In the data that follows, determine how many lines contain the word "const", and give only that number.

> **Data records**:
= Beginning of Section =

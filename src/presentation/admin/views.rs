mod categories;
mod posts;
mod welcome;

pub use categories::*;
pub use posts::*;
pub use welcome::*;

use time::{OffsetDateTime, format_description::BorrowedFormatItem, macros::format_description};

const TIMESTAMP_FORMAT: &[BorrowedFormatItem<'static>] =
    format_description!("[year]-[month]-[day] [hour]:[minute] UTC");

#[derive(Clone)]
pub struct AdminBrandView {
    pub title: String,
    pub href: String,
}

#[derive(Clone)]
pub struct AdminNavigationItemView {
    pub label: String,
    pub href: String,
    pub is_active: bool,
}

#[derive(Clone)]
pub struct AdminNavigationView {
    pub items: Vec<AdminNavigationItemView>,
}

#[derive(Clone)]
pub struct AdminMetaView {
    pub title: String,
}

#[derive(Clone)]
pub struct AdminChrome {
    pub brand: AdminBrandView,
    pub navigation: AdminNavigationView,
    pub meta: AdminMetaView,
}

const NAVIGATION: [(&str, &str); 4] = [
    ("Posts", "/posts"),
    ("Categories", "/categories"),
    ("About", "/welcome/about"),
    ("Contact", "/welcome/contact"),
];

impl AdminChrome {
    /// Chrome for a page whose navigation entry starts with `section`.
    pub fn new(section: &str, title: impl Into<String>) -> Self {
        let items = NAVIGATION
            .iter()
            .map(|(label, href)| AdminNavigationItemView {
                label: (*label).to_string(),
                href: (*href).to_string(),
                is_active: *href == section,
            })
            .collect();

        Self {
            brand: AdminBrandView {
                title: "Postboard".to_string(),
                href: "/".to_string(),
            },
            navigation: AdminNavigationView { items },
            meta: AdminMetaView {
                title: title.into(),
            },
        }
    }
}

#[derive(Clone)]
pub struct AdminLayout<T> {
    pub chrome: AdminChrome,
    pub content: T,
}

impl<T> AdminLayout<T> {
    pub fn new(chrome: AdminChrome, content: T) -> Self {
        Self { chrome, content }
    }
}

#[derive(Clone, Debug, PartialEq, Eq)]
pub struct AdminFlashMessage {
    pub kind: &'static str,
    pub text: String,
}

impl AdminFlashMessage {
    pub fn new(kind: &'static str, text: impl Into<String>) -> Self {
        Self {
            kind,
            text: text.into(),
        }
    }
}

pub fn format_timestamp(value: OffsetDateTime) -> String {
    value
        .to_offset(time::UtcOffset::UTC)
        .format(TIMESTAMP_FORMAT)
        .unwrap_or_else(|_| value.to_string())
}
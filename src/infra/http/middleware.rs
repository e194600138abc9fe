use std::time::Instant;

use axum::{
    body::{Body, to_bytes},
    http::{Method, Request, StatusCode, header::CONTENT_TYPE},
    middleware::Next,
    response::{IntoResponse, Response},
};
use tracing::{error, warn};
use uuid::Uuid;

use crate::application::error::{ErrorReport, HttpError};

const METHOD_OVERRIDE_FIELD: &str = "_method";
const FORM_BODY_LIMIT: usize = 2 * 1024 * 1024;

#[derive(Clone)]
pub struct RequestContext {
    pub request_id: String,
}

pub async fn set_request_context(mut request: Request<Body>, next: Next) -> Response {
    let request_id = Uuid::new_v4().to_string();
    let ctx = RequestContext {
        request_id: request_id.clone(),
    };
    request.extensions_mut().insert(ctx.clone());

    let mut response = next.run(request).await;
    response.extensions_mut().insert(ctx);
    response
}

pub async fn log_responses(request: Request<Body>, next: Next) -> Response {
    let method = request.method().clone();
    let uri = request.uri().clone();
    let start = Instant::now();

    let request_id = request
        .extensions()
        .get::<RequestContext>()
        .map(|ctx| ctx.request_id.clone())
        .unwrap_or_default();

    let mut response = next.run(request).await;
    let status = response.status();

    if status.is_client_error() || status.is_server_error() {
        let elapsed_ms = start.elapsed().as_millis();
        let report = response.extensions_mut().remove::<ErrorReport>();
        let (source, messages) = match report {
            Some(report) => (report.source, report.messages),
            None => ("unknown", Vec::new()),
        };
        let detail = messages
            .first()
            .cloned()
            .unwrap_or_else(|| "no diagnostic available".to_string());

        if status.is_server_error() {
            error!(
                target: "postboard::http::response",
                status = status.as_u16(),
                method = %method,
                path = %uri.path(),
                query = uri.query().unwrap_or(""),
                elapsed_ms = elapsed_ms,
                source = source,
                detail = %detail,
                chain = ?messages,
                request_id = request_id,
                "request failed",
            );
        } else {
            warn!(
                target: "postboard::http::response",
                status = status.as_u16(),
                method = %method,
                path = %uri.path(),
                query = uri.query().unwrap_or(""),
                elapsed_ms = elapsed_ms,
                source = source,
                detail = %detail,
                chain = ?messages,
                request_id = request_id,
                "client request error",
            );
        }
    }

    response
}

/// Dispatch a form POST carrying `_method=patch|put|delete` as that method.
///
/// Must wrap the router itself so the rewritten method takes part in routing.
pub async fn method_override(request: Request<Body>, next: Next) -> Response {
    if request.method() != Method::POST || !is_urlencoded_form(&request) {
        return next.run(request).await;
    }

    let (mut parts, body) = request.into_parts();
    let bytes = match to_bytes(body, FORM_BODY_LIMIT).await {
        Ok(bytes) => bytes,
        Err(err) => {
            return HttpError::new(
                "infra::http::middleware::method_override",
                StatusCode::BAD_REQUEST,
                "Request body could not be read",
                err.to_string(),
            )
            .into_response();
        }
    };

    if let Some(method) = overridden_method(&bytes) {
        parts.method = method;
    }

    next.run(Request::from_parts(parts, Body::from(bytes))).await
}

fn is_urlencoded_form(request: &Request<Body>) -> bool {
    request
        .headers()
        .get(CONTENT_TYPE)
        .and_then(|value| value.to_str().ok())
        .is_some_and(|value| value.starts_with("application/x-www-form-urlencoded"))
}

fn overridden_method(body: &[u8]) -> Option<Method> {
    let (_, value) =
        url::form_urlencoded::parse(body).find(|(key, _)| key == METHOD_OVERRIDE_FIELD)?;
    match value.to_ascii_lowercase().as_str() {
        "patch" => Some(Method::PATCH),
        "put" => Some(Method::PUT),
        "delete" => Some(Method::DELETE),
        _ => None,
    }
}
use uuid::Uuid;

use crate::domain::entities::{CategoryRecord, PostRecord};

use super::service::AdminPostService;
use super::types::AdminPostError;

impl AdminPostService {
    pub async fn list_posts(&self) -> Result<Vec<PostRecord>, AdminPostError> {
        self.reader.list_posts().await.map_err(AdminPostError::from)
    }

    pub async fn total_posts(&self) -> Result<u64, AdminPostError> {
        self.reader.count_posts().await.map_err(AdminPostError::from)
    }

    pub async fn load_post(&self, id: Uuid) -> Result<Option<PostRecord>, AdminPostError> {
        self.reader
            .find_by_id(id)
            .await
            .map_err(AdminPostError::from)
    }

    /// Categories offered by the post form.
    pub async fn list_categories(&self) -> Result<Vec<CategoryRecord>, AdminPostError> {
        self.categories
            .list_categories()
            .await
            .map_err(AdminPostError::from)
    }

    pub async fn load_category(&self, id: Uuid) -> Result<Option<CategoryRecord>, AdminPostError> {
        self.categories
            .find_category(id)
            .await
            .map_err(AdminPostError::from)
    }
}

= End of Section =
= Beginning of Section =

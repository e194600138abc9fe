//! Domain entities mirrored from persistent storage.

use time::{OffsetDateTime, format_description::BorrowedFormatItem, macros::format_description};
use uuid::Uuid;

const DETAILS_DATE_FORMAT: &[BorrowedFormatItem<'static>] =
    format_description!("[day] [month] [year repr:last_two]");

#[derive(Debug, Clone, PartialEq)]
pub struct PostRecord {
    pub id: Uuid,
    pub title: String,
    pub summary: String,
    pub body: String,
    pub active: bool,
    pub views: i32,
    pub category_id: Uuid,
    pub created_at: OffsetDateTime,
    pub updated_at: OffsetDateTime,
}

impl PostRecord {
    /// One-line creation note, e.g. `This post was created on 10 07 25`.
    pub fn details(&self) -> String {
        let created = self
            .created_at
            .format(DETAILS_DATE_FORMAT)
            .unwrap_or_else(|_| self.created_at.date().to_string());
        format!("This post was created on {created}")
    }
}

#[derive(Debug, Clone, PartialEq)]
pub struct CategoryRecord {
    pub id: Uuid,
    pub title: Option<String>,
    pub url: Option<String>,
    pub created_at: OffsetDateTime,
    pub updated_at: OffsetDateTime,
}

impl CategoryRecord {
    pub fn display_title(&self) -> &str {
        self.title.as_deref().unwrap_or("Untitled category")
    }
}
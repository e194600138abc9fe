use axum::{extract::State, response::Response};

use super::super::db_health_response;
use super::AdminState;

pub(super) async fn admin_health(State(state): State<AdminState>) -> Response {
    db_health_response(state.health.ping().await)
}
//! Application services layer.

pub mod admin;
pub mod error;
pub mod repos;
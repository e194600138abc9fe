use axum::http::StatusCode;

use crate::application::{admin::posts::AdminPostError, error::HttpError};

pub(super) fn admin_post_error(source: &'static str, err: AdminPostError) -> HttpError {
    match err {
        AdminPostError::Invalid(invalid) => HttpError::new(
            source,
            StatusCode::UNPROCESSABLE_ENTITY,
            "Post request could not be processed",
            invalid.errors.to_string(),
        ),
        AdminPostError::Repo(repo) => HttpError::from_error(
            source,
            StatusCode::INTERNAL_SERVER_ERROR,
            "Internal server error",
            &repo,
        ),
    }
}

= End of Section =
= Beginning of Section =

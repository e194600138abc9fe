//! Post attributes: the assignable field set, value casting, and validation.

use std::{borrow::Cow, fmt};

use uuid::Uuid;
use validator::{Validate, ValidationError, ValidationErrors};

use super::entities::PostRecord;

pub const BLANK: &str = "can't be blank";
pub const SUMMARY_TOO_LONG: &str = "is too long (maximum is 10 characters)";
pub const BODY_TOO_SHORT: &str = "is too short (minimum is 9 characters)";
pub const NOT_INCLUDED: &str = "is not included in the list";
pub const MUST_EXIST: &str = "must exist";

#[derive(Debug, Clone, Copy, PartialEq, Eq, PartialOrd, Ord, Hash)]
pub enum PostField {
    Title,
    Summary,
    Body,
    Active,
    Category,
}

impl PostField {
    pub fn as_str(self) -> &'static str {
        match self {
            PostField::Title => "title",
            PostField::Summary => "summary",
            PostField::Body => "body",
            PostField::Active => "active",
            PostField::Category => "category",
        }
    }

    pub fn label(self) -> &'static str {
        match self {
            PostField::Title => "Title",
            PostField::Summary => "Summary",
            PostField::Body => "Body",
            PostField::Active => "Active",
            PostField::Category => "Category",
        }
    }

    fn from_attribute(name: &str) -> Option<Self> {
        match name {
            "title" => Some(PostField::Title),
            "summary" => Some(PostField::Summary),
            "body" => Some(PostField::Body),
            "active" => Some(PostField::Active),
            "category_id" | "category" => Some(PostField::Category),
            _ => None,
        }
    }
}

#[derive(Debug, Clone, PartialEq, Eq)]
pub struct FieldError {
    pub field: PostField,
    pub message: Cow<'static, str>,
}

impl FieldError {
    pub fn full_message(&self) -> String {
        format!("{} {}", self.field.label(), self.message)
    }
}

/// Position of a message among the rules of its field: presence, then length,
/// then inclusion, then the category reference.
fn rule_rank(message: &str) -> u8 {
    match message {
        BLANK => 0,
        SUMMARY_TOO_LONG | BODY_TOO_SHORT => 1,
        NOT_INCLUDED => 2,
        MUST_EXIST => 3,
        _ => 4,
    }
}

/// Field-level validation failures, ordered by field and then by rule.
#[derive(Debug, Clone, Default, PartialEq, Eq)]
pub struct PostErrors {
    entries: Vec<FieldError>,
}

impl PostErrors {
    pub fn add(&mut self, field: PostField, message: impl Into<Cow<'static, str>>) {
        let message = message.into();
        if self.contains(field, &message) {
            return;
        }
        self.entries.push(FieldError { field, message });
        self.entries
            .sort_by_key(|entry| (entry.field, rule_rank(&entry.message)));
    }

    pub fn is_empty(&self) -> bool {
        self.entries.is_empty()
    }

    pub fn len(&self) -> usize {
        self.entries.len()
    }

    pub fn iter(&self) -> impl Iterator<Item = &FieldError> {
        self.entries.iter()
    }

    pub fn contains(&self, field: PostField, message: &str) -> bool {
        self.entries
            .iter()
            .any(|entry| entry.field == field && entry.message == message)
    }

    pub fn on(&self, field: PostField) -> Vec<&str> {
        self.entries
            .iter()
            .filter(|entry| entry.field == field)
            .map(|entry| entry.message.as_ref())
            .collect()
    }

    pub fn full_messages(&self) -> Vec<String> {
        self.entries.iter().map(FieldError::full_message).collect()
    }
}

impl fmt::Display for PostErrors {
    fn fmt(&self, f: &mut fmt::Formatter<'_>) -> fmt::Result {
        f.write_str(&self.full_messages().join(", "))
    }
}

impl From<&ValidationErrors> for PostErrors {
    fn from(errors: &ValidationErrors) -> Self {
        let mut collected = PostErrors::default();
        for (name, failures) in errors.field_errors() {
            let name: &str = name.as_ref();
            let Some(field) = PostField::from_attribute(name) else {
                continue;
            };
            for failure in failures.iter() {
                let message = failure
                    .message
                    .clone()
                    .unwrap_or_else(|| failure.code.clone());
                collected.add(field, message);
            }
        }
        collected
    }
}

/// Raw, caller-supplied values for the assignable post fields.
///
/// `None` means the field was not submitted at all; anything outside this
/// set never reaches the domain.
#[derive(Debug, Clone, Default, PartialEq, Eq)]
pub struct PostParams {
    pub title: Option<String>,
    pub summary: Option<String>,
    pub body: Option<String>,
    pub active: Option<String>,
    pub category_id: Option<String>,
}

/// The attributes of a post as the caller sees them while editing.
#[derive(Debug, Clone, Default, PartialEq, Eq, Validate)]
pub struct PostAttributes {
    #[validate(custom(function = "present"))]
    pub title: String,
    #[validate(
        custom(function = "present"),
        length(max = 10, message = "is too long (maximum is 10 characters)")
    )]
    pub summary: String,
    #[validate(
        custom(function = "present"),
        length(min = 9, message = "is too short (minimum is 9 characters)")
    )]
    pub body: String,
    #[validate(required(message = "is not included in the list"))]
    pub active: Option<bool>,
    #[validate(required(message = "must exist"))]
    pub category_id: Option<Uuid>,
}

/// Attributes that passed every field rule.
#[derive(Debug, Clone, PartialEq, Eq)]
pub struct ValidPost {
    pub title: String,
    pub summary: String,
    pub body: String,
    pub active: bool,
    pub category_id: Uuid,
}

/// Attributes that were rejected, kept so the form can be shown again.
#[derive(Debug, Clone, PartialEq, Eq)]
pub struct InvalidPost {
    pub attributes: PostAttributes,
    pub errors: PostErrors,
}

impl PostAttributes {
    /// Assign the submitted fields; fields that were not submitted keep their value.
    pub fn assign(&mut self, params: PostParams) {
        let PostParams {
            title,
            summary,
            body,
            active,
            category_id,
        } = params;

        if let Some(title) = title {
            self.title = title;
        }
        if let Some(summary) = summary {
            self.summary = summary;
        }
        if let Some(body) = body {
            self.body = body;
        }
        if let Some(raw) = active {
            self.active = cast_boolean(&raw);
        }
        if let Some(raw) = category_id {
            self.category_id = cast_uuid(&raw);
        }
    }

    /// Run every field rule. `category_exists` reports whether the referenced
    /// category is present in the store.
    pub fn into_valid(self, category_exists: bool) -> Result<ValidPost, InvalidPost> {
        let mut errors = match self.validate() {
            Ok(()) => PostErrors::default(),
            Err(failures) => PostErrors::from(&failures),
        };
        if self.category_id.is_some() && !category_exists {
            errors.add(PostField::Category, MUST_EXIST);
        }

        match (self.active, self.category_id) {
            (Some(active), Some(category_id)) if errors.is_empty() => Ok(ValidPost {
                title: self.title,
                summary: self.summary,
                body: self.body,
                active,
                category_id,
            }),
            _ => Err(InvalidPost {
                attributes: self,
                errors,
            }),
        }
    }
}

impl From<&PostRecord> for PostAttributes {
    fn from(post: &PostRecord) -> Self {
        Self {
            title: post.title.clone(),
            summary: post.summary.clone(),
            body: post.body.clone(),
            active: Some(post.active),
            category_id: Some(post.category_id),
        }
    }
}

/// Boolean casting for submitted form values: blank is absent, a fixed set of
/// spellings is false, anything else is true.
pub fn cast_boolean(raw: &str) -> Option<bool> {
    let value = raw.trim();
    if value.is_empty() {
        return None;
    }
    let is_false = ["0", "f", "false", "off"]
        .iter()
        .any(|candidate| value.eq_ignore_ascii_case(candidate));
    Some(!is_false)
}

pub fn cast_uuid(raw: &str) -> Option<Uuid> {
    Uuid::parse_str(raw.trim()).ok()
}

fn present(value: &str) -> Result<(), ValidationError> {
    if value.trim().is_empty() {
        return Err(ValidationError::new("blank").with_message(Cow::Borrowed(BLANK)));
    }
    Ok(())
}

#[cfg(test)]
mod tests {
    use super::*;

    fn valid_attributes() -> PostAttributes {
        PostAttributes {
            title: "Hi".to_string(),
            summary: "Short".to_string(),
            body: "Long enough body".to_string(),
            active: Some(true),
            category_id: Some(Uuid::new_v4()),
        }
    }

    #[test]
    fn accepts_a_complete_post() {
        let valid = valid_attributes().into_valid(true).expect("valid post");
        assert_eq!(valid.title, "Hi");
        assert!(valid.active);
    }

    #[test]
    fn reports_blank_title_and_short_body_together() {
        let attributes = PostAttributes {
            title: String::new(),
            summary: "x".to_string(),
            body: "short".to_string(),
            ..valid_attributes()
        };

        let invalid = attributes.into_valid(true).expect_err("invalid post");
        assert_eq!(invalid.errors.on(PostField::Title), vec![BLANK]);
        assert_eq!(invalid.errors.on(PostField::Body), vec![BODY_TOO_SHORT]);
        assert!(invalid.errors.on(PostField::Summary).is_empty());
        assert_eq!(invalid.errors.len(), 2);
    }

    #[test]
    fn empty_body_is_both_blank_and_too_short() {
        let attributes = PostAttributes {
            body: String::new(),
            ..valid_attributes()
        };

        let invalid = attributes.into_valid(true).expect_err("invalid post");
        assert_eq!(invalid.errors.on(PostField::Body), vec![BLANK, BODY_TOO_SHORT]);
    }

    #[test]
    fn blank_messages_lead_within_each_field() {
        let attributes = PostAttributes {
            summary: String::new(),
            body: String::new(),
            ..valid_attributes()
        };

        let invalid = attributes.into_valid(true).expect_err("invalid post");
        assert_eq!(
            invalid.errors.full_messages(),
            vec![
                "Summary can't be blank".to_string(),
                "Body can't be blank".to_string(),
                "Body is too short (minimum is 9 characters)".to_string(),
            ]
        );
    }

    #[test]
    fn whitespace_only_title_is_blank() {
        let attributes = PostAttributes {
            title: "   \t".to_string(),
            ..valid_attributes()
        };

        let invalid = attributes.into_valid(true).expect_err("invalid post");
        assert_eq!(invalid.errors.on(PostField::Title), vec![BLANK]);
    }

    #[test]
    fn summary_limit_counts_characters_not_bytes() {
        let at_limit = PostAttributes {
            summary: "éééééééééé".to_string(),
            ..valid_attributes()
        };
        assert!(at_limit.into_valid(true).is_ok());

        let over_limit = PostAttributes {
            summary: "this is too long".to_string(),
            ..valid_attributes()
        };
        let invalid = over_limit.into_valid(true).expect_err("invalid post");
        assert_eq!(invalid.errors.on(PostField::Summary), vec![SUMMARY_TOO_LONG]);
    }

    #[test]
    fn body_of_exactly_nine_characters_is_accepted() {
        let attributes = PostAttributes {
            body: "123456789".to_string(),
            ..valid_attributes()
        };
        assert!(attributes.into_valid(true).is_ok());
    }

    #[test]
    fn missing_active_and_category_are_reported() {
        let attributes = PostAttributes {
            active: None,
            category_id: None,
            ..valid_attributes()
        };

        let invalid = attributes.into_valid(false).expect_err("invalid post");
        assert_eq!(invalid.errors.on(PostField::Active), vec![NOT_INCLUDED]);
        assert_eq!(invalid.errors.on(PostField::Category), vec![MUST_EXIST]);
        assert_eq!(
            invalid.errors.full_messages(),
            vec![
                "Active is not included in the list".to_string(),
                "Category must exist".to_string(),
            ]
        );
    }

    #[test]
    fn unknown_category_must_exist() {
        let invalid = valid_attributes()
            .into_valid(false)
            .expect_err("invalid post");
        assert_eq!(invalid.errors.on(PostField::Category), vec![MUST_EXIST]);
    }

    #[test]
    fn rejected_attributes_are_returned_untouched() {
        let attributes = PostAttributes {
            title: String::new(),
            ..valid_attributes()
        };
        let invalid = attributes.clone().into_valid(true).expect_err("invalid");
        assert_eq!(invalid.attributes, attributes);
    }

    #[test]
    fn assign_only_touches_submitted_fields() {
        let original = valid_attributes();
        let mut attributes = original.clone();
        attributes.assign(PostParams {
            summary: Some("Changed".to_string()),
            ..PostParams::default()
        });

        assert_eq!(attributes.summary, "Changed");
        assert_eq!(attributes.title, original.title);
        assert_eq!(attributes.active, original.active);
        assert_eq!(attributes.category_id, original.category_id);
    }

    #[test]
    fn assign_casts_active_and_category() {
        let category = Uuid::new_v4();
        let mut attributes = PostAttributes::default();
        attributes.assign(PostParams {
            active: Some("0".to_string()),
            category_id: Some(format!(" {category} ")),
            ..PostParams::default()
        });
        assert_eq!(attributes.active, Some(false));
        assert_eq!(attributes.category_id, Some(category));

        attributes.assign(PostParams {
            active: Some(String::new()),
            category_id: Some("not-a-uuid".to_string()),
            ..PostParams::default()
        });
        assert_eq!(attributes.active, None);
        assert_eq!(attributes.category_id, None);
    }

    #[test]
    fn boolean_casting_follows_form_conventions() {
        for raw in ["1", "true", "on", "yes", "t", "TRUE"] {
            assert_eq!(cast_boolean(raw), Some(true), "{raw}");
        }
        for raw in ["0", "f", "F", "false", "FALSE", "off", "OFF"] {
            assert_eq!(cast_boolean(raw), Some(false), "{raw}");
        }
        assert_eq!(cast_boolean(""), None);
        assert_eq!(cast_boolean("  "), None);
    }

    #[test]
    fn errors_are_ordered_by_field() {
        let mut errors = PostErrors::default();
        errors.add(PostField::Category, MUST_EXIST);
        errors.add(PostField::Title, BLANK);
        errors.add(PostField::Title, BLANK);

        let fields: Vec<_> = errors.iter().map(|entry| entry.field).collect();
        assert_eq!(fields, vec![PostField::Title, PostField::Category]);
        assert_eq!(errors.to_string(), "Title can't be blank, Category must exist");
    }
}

= End of Section =

> **RESULT OF THE TASK**:
10